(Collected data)
*** Begin section ***

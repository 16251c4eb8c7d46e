//! Prefix assignment for namespace URIs during serialization.

use std::sync::Arc;

use rustc_hash::FxHashMap;
use smol_str::SmolStr;

use super::config::PrefixConfig;
use super::PrefixMapper;

/// Decides which prefix to bind a namespace URI to.
///
/// Immutable after construction and `Sync`, so one resolver can be shared by
/// any number of concurrent serialization passes.
#[derive(Clone, Debug, Default)]
pub struct PrefixResolver {
    default_namespace: Option<Arc<str>>,
    /// Namespace URI → configured prefix
    prefixes: FxHashMap<Arc<str>, SmolStr>,
}

impl PrefixResolver {
    /// Create a resolver from a default namespace and an override table.
    pub fn new<I, N, P>(default_namespace: impl Into<Arc<str>>, prefixes: I) -> Self
    where
        I: IntoIterator<Item = (N, P)>,
        N: Into<Arc<str>>,
        P: Into<SmolStr>,
    {
        Self {
            default_namespace: Some(default_namespace.into()),
            prefixes: prefixes
                .into_iter()
                .map(|(namespace, prefix)| (namespace.into(), prefix.into()))
                .collect(),
        }
    }

    /// Create a resolver from a configuration value.
    pub fn from_config(config: &PrefixConfig) -> Self {
        Self {
            default_namespace: config.default_namespace.clone(),
            prefixes: config
                .prefixes
                .iter()
                .map(|(namespace, prefix)| (namespace.clone(), prefix.clone()))
                .collect(),
        }
    }

    /// Choose the prefix for `namespace_uri`.
    ///
    /// 1. A configured prefix for the URI wins over `suggested_prefix`.
    /// 2. Otherwise `suggested_prefix` is used unchanged.
    /// 3. If `must_have_prefix` is false and the URI is the default
    ///    namespace, the result is `""` regardless of 1 and 2.
    ///
    /// Never fails; the result may be empty.
    pub fn resolve_prefix<'a>(
        &'a self,
        namespace_uri: &str,
        suggested_prefix: &'a str,
        must_have_prefix: bool,
    ) -> &'a str {
        if !must_have_prefix && self.is_default_namespace(namespace_uri) {
            return "";
        }

        match self.prefixes.get(namespace_uri) {
            Some(prefix) => prefix.as_str(),
            None => suggested_prefix,
        }
    }

    /// The configured prefix for a namespace URI, if any.
    pub fn prefix_for(&self, namespace_uri: &str) -> Option<&str> {
        self.prefixes.get(namespace_uri).map(SmolStr::as_str)
    }

    pub fn default_namespace(&self) -> Option<&str> {
        self.default_namespace.as_deref()
    }

    /// Whether `namespace_uri` is the configured default namespace.
    ///
    /// Always false when no default namespace is configured.
    pub fn is_default_namespace(&self, namespace_uri: &str) -> bool {
        self.default_namespace.as_deref() == Some(namespace_uri)
    }

    /// Iterate over the configured overrides (unordered).
    pub fn overrides(&self) -> impl Iterator<Item = (&str, &str)> + '_ {
        self.prefixes.iter().map(|(namespace, prefix)| (namespace.as_ref(), prefix.as_str()))
    }
}

impl From<PrefixConfig> for PrefixResolver {
    fn from(config: PrefixConfig) -> Self {
        Self {
            default_namespace: config.default_namespace,
            prefixes: config.prefixes.into_iter().collect(),
        }
    }
}

impl PrefixMapper for PrefixResolver {
    fn preferred_prefix<'a>(&'a self, namespace_uri: &str, suggestion: &'a str, require_prefix: bool) -> &'a str {
        self.resolve_prefix(namespace_uri, suggestion, require_prefix)
    }
}
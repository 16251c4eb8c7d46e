//! Prefix configuration: the default namespace and namespace → prefix overrides.

use std::sync::Arc;

use indexmap::IndexMap;
use smol_str::SmolStr;

/// Configuration a [`PrefixResolver`](super::PrefixResolver) is built from.
///
/// Loaded by the caller from wherever it keeps serialization settings; with
/// the `serde` feature it deserializes from e.g.
///
/// ```json
/// { "defaultNamespace": "urn:x", "prefixes": { "urn:y": "y" } }
/// ```
#[derive(Clone, Debug, Default, PartialEq, Eq)]
#[cfg_attr(feature = "serde", derive(serde::Serialize, serde::Deserialize))]
#[cfg_attr(feature = "serde", serde(rename_all = "camelCase", default))]
pub struct PrefixConfig {
    /// Namespace rendered without a prefix when one isn't required.
    pub default_namespace: Option<Arc<str>>,
    /// Namespace URI → preferred prefix.
    pub prefixes: IndexMap<Arc<str>, SmolStr>,
}

impl PrefixConfig {
    /// Create an empty configuration.
    pub fn new() -> Self {
        Self::default()
    }

    /// Set the default namespace.
    pub fn with_default_namespace(mut self, namespace: impl Into<Arc<str>>) -> Self {
        self.default_namespace = Some(namespace.into());
        self
    }

    /// Map a namespace URI to a preferred prefix. Later entries replace
    /// earlier ones for the same URI.
    pub fn with_prefix(mut self, namespace: impl Into<Arc<str>>, prefix: impl Into<SmolStr>) -> Self {
        self.prefixes.insert(namespace.into(), prefix.into());
        self
    }
}

impl<N, P> FromIterator<(N, P)> for PrefixConfig
where
    N: Into<Arc<str>>,
    P: Into<SmolStr>,
{
    fn from_iter<I: IntoIterator<Item = (N, P)>>(iter: I) -> Self {
        iter.into_iter()
            .fold(Self::new(), |config, (namespace, prefix)| config.with_prefix(namespace, prefix))
    }
}
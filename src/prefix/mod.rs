//! Namespace prefix assignment.
//!
//! Serialization engines invent prefixes (`ns1`, `ns2`, …) for every
//! namespace they meet. A [`PrefixResolver`] replaces those with stable,
//! configured prefixes and leaves the default namespace unprefixed when the
//! engine allows it.
//!
//! ## Usage
//!
//! ```
//! use qname_enum::prefix::{PrefixConfig, PrefixResolver};
//!
//! let config = PrefixConfig::new()
//!     .with_default_namespace("urn:x")
//!     .with_prefix("urn:y", "y");
//! let resolver = PrefixResolver::from(config);
//!
//! assert_eq!(resolver.resolve_prefix("urn:x", "ns1", false), "");
//! assert_eq!(resolver.resolve_prefix("urn:y", "ns2", false), "y");
//! assert_eq!(resolver.resolve_prefix("urn:z", "ns3", false), "ns3");
//! ```

mod config;
mod resolver;

pub use config::PrefixConfig;
pub use resolver::PrefixResolver;

/// The callback a serialization engine consults for each namespace it is
/// about to declare.
pub trait PrefixMapper: Send + Sync {
    /// Pick the prefix for `namespace_uri`, given the engine's own
    /// `suggestion` and whether an empty prefix is acceptable.
    fn preferred_prefix<'a>(&'a self, namespace_uri: &str, suggestion: &'a str, require_prefix: bool) -> &'a str;
}
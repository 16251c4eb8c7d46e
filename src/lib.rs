//! # qname-enum
//!
//! Qualified-name tables for enum types encoded as XML/JSON values, and
//! namespace prefix assignment for the documents they end up in.
//!
//! ## Module Structure (dependency order)
//!
//! ```text
//! table   → EnumDescription → ResolvedTable, type models, diagnostics
//!   ↓
//! base    → Primitives (QualifiedName, BaseTypeKind, WireType)
//!
//! prefix  → PrefixResolver (independent of table)
//! ```
//!
//! ## Example
//!
//! ```
//! use qname_enum::table::{build, EnumDescription, MemberDescription, ValueOverride};
//! use qname_enum::QualifiedName;
//!
//! let desc = EnumDescription::new("com.acme.Color")
//!     .with_package_namespace("urn:x")
//!     .with_member(MemberDescription::new("A"))
//!     .with_member(
//!         MemberDescription::new("B").with_override(ValueOverride::default().with_local_part("bee")),
//!     )
//!     .with_member(MemberDescription::unknown("UNKNOWN"));
//!
//! let table = build(&desc)?;
//! assert_eq!(table.qualified_name("B"), Some(&QualifiedName::new("urn:x", "bee")));
//! assert_eq!(table.symbol_for(&QualifiedName::new("urn:x", "zzz")), Some("UNKNOWN"));
//! # Ok::<(), qname_enum::table::StructuralViolation>(())
//! ```

/// Foundation types: QualifiedName, base-type kinds
pub mod base;

/// Namespace → prefix assignment for serializers
pub mod prefix;

/// Qualified-name table construction and the enum type model
pub mod table;

// Re-export commonly needed items
pub use base::{BaseTypeKind, QualifiedName, WireType};
pub use prefix::{PrefixConfig, PrefixMapper, PrefixResolver};
pub use table::{
    build, EnumDescription, EnumRegistry, MemberDescription, QNameEnumType, ResolvedTable,
    StructuralViolation, TableEntry, ValueOverride,
};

*** End section ***

■ **PROBLEM TO SOLVE**: Across the entries above, find the lines with the string "WireType" and copy them.

■ **COMPLETED EXERCISE**:
//! base    → Primitives (QualifiedName, BaseTypeKind, WireType)
pub use base::{BaseTypeKind, QualifiedName, WireType};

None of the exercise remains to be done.